- Art is a ministry and ministry is an art.
- A true independent film is 100% control, the final cut is mine. I love controlling the project, doing only as much as I want, the way that I want. The thrill is seeing something in my head come to life, I am a co-creator with God as an act of worship.
- Hollywood is more forgiving than the church.
- My film "Sister Aimee" was a case of art imitating life. I made the movie as an allegory for my own experiences. I wanted to make an honest film telling what I know firsthand about evangelists and the adulation of the personalities that are conduits for the Spirit.

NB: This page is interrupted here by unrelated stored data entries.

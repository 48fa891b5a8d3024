// Authentication module
// Credential store, token issuance, refresh-token lifecycle, and the
// role-based access guard used by every protected route

pub mod error;
pub mod handlers;
pub mod middleware;
pub mod models;
pub mod password;
pub mod repository;
pub mod service;
pub mod token;

use axum::{routing::post, Router};

use crate::AppState;

pub use error::AuthError;
pub use middleware::{CurrentUser, StaffOnly, StudentOnly};
pub use models::{
    LoginRequest, LoginResponse, RefreshRequest, RefreshResponse, RegisterRequest, Role, User,
    UserResponse,
};
pub use service::AuthService;

/// Routes mounted under /api/auth
pub fn routes() -> Router<AppState> {
    Router::new()
        .route("/register", post(handlers::register_handler))
        .route("/login", post(handlers::login_handler))
        .route("/refresh", post(handlers::refresh_handler))
        .route("/logout", post(handlers::logout_handler))
}
// Weekly timetable model and DTOs

use chrono::{DateTime, Utc};
use serde::{Deserialize, Serialize};
use sqlx::FromRow;
use validator::Validate;

#[derive(Debug, Clone, Copy, PartialEq, Eq, Serialize, Deserialize, sqlx::Type)]
#[sqlx(type_name = "weekday", rename_all = "PascalCase")]
pub enum DayOfWeek {
    Monday,
    Tuesday,
    Wednesday,
    Thursday,
    Friday,
    Saturday,
    Sunday,
}

#[derive(Debug, Clone, FromRow, Serialize)]
#[serde(rename_all = "camelCase")]
pub struct TimetableEntry {
    pub id: i32,
    pub batch_id: i32,
    pub subject_id: i32,
    pub day_of_week: DayOfWeek,
    pub start_time: String,
    pub end_time: String,
    pub teacher_id: Option<i32>,
    pub created_at: DateTime<Utc>,
}

#[derive(Debug, Deserialize, Validate)]
#[serde(rename_all = "camelCase")]
pub struct CreateTimetableEntry {
    pub batch: i32,
    pub subject: i32,
    pub day_of_week: DayOfWeek,
    #[validate(custom = "crate::validation::validate_time_of_day")]
    pub start_time: String,
    #[validate(custom = "crate::validation::validate_time_of_day")]
    pub end_time: String,
}

#[derive(Debug, Deserialize)]
#[serde(rename_all = "camelCase")]
pub struct TimetableQuery {
    pub batch_id: Option<i32>,
}

/// Entry joined with subject and teacher names
#[derive(Debug, FromRow, Serialize)]
#[serde(rename_all = "camelCase")]
pub struct TimetableEntryWithNames {
    pub id: i32,
    pub batch_id: i32,
    pub subject_id: i32,
    pub subject_name: String,
    pub day_of_week: DayOfWeek,
    pub start_time: String,
    pub end_time: String,
    pub teacher_name: Option<String>,
}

- Inside me, I feel like a kid playing and using my imagination. I'm shocked my art is selling so well, and I'm grateful for the love, prayers, and support of my family, friends, and fans. I wouldn't be doing so well if it wasn't for them and the creative collaborators who work with me in Hollywood. I encourage everyone who loves what I do, that you too can connect with the Creator and with creativity. God loves you unconditionally. He wraps up talents in the bundle of every baby that is born. We are all created in the image of the Master Artist. The talents that we have are gifts. When we take those talents and make something, it is our gift back.
- People are like screenplays. The best ones aren't boring and predictable and have interesting twists.
- [on Canaan Land (2020) ] This film is my coming out as a former fundamentalist who can no longer subscribe to the beliefs and practices I did before. My story is my repentance and the character I play repents. I'm going to publicly challenge the biggest names in religion to repent and give back the money they've ripped off from the poor.
- [on Baseball's Last Hero: 21 Clemente Stories (2013) ] Roberto Clemente wasn't in the game for money, but for love. In an age in which baseball is so tainted with cheating and dishonesty, kids need a true hero.
- [on Canaan Land (2020) ] I will not be bullied into silence by fundamentalist critics and multimillionaire televangelists trying to stop my film. Their criticism is only helping market my movie because people are talking. I refuse to let them define me or my film, I will finish Canaan Land and show it to all of you willing to watch. They help me because they compliment Canaan Land as something worthy of being talked about. And they are helping market it by discussing it and gossiping about me and the movie. They are worried my film will shake things up. I would rather be criticized by the modern day Pharisees than be ignored. Artists with integrity will not be ignored. They may be attacked, criticized, misunderstood, but because they challenge things, and stir things up, their work is unignored. And this is the opposite of the insipid tripe that is often put out as a faith-based film.
- [on Aimee Semple McPherson (2006) ] This movie came out of brokenness. Had I not been broken, I could not have made this film. Sister McPherson's story is a story of total grace, just like mine, and grace is what gives us sinners hope. As I made this story of a wounded healer, I received healing for my own wounds. I told my story by telling Sister Aimee's story , so the film is an allegory for my life and experience. This movie is part of my amends for trying to fix the world without fixing myself. The film asks a question: Who heals the healer?
- [on Aimee Semple McPherson (2006) ] I was inspired stylistically by European filmmakers like Fellini and Bergman. Bergman's close-ups of the hands and faces of the two women in Persona gave me a sense of their inner loneliness. I wanted to make our film character-driven, because I knew our movie would not be the epic with a cast of ten thousand extras, but rather an intimate character study, an honest exploration of the pain behind a spiritual healer.
- [on Baseball's Last Hero: 21 Clemente Stories (2013) ] Jamie Nieto was Roberto. There were moments when I was literally overcome with emotion watching him. I felt like I was privileged to go back into a time machine as a little boy and see Roberto again.
- Over the course of my life, I've been involved in religion, politics, and art. Of the three, I've found artists can be the most truthful.
- Our film 'Lucy and the Lake Monster' has a deeper subtext, even though its a children's story. Champ, the sea serpent, is an allegory for God. The pure in heart, like Lucy, see Champ as good. Others teach Champ is a monster for mercenary purposes, the way manipulative ministers scare people today.
- If Christ prayed, 'Forgive them, Father, for they know not what they do,' as he was crucified, I choose to forgive all too.
- Our children's film and book series 'Lucy and the Lake Monster' tells the story of a 9 year-old orphan girl and her grandpa searching for a sea serpent in Lake Champlain. They battle bullies, naysayers, and mercenary forces seeking to exploit them. Their search is an allegory for humanity's spiritual search.